GPT-3 | UE5.1: Virtual AI

Quick Tutorial of how-to setup Python Script and UE 5.1 for Metahuman Virtual AI

In this tutorial the first part is to setup a python script to connect OpenAI GPT-3-Turbo via Google Recognize so that the script can turn your voice into a OpenAI prompt in real-time. And the second part is using OculusLipySync plugin for Unreal Engine and setup Metahuman for Virtual AI. Let's see the final result video down below.

How do I approach a virtual AI solution? 

We, human, hear a sound and then process the message. After processing the message, we speak and show the expressions. That's the exact same process that I'm using in this solution. 

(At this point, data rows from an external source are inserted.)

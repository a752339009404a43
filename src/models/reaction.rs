use std::collections::BTreeMap;

use chrono::{DateTime, Utc};
use serde::{Deserialize, Serialize};
use validator::Validate;

/// The emoji-style reactions a reader can leave on a post.
#[derive(Debug, Clone, Copy, PartialEq, Eq, PartialOrd, Ord, Serialize, Deserialize)]
#[serde(rename_all = "lowercase")]
pub enum ReactionType {
    Like,
    Love,
    Laugh,
    Wow,
    Sad,
    Angry,
}

impl ReactionType {
    pub const ALL: [ReactionType; 6] = [
        ReactionType::Like,
        ReactionType::Love,
        ReactionType::Laugh,
        ReactionType::Wow,
        ReactionType::Sad,
        ReactionType::Angry,
    ];
}

/// One user's reaction to one post.
#[derive(Debug, Clone, Serialize)]
#[serde(rename_all = "camelCase")]
pub struct Reaction {
    pub id: i64,
    pub post_id: i64,
    pub user_id: i64,
    #[serde(rename = "type")]
    pub kind: ReactionType,
    pub created_at: DateTime<Utc>,
}

/// What a toggle request did to the user's reaction.
#[derive(Debug, Clone)]
pub enum ReactionOutcome {
    /// No previous reaction; this one was stored.
    Added(Reaction),
    /// A reaction of another type was replaced.
    Updated(ReactionType),
    /// The same type was sent again, which toggles it off.
    Removed,
}

/// Per-type counters for a post. Every type is present, zero or not.
#[derive(Debug, Serialize)]
#[serde(rename_all = "camelCase")]
pub struct ReactionSummary {
    pub post_id: i64,
    pub reactions: BTreeMap<ReactionType, usize>,
    pub total_reactions: usize,
}

/// DTO for adding, switching or toggling off a reaction.
#[derive(Debug, Deserialize, Validate)]
#[serde(rename_all = "camelCase")]
pub struct ReactRequest {
    #[validate(range(min = 1, message = "Valid post ID is required"))]
    pub post_id: i64,
    #[serde(rename = "type")]
    pub kind: ReactionType,
}
// src/routes.rs

use axum::{
    Router,
    http::{HeaderValue, Method},
    middleware,
    routing::{delete, get, post, put},
};
use tower_http::{cors::CorsLayer, trace::TraceLayer};

use crate::{
    handlers::{auth, comments, posts, reactions, users},
    state::AppState,
    utils::jwt::auth_middleware,
};

/// Assembles the main application router.
///
/// * Merges all sub-routers (auth, users, posts, comments, reactions).
/// * Protected routes sit behind `auth_middleware`, public ones do not.
/// * Applies global middleware (Trace, CORS).
/// * Injects global state (stores + config).
pub fn create_router(state: AppState) -> Router {
    let origins: Vec<HeaderValue> = state
        .config
        .cors_origins
        .iter()
        .filter_map(|origin| origin.parse().ok())
        .collect();

    let cors = CorsLayer::new()
        .allow_origin(origins)
        .allow_methods([Method::GET, Method::POST, Method::PUT, Method::DELETE])
        .allow_headers([
            axum::http::header::AUTHORIZATION,
            axum::http::header::CONTENT_TYPE,
        ]);

    let require_auth = middleware::from_fn_with_state(state.clone(), auth_middleware);

    let auth_routes = Router::new()
        .route("/register", post(auth::register))
        .route("/login", post(auth::login))
        .merge(
            Router::new()
                .route("/me", get(auth::me))
                .route_layer(require_auth.clone()),
        );

    let user_routes = Router::new().route("/{id}", get(users::get_user)).merge(
        Router::new()
            .route("/profile", put(users::update_profile))
            .route_layer(require_auth.clone()),
    );

    let post_routes = Router::new()
        .route("/", get(posts::list_posts))
        .route("/{id}", get(posts::get_post))
        .route("/user/{user_id}", get(posts::list_user_posts))
        .merge(
            Router::new()
                .route("/", post(posts::create_post))
                .route("/{id}", put(posts::update_post).delete(posts::delete_post))
                .route_layer(require_auth.clone()),
        );

    let comment_routes = Router::new()
        .route("/post/{post_id}", get(comments::list_comments))
        .merge(
            Router::new()
                .route("/", post(comments::create_comment))
                .route(
                    "/{id}",
                    put(comments::update_comment).delete(comments::delete_comment),
                )
                .route_layer(require_auth.clone()),
        );

    let reaction_routes = Router::new()
        .route("/post/{post_id}", get(reactions::get_reactions))
        .merge(
            Router::new()
                .route("/", post(reactions::react))
                .route("/post/{post_id}/user", get(reactions::get_user_reaction))
                .route("/post/{post_id}", delete(reactions::remove_reaction))
                .route_layer(require_auth),
        );

    Router::new()
        .nest("/api/auth", auth_routes)
        .nest("/api/users", user_routes)
        .nest("/api/posts", post_routes)
        .nest("/api/comments", comment_routes)
        .nest("/api/reactions", reaction_routes)
        // Global Middleware (applied from outside in)
        .layer(TraceLayer::new_for_http())
        .layer(cors)
        .with_state(state)
}
use async_trait::async_trait;
use chrono::Utc;
use tokio::sync::RwLock;

use super::{CollaboratorError, Identity, IdentityProvider};
use crate::models::user::User;

struct Inner {
    users: Vec<User>,
    next_id: i64,
}

/// Registered accounts. Usernames and emails are unique (emails case-insensitively).
pub struct UserStore {
    inner: RwLock<Inner>,
}

/// Why a user could not be inserted or renamed.
#[derive(Debug, Clone, PartialEq, Eq)]
pub enum UserConflict {
    Email,
    Username,
}

/// Fields accepted by `UserStore::update_profile`; `None` leaves a field as is.
#[derive(Debug, Default)]
pub struct ProfileChanges {
    pub username: Option<String>,
    pub bio: Option<String>,
    pub avatar: Option<String>,
}

impl Default for UserStore {
    fn default() -> Self {
        Self::new()
    }
}

impl UserStore {
    pub fn new() -> Self {
        Self {
            inner: RwLock::new(Inner {
                users: Vec::new(),
                next_id: 1,
            }),
        }
    }

    /// Inserts a new account. `password` must already be hashed.
    pub async fn insert(
        &self,
        username: &str,
        email: &str,
        password: String,
    ) -> Result<User, UserConflict> {
        let mut inner = self.inner.write().await;

        if inner.users.iter().any(|u| u.email.eq_ignore_ascii_case(email)) {
            return Err(UserConflict::Email);
        }
        if inner.users.iter().any(|u| u.username == username) {
            return Err(UserConflict::Username);
        }

        let user = User {
            id: inner.next_id,
            username: username.to_string(),
            email: email.to_lowercase(),
            password,
            avatar: None,
            bio: None,
            created_at: Utc::now(),
        };
        inner.next_id += 1;
        inner.users.push(user.clone());

        Ok(user)
    }

    pub async fn get(&self, id: i64) -> Option<User> {
        self.inner
            .read()
            .await
            .users
            .iter()
            .find(|u| u.id == id)
            .cloned()
    }

    pub async fn find_by_email(&self, email: &str) -> Option<User> {
        self.inner
            .read()
            .await
            .users
            .iter()
            .find(|u| u.email.eq_ignore_ascii_case(email))
            .cloned()
    }

    /// Applies profile edits. Returns `Ok(None)` when the user does not exist.
    pub async fn update_profile(
        &self,
        id: i64,
        changes: ProfileChanges,
    ) -> Result<Option<User>, UserConflict> {
        let mut inner = self.inner.write().await;

        if let Some(name) = changes.username.as_deref() {
            if inner.users.iter().any(|u| u.username == name && u.id != id) {
                return Err(UserConflict::Username);
            }
        }

        let Some(user) = inner.users.iter_mut().find(|u| u.id == id) else {
            return Ok(None);
        };

        if let Some(username) = changes.username {
            user.username = username;
        }
        if let Some(bio) = changes.bio {
            user.bio = Some(bio);
        }
        if let Some(avatar) = changes.avatar {
            user.avatar = Some(avatar);
        }

        Ok(Some(user.clone()))
    }
}

#[async_trait]
impl IdentityProvider for UserStore {
    async fn resolve(&self, user_id: i64) -> Result<Option<Identity>, CollaboratorError> {
        Ok(self.get(user_id).await.map(|user| Identity {
            id: user.id,
            display_name: user.username,
            avatar_url: user.avatar,
        }))
    }
}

Here, I'll first talk about python script and then dive into Unreal Engine. The python script focus on 'receives and process message' and the output is just audio output. In unreal engine receives audio input and turn audio data into facial expression, animation, lips movements and final audio output.

Here's the diagram of the complete solution:

Prerequisites

Python Script

Step 1: Install the required Python Packages:

You can copy the text down below, paste it into a text editor and then save it as 'requirements.txt'. 

SpeechRecognition

openai~=0.27.1

pyttsx3~=2.90

pydub~=0.25.1

python-osc~=1.8.1

In your project terminal, run 'pip install -r requirements.txt'

Step 2: Copy and run the script:

Next, copy the script down below.

GoogleRecognizeOpenaiPyttsx3.py

import speech_recognition as sr

import pyttsx3

import openai


// LLM AI OpenAI GPT-3

openai.api_key = 'YOUR API KEY'


// Text to Speech AI

engine = pyttsx3.init()

voices = engine.getProperty('voices')

// This voice is where your Microsoft language voices

engine.setProperty('voice', voices[0].id)


// Speech To Text AI

r = sr.Recognizer()

// Setup mic input index

mic = sr.Microphone(device_index=0)


// Define prompt for GPT-3

conversation = ''

user_name = 'Vance'

bot_name = 'Vance_CloneAI'


// Run the conversion

while True:

   with mic as source:

       print('\n Listening...')

       r.adjust_for_ambient_noise(source, duration=0.1)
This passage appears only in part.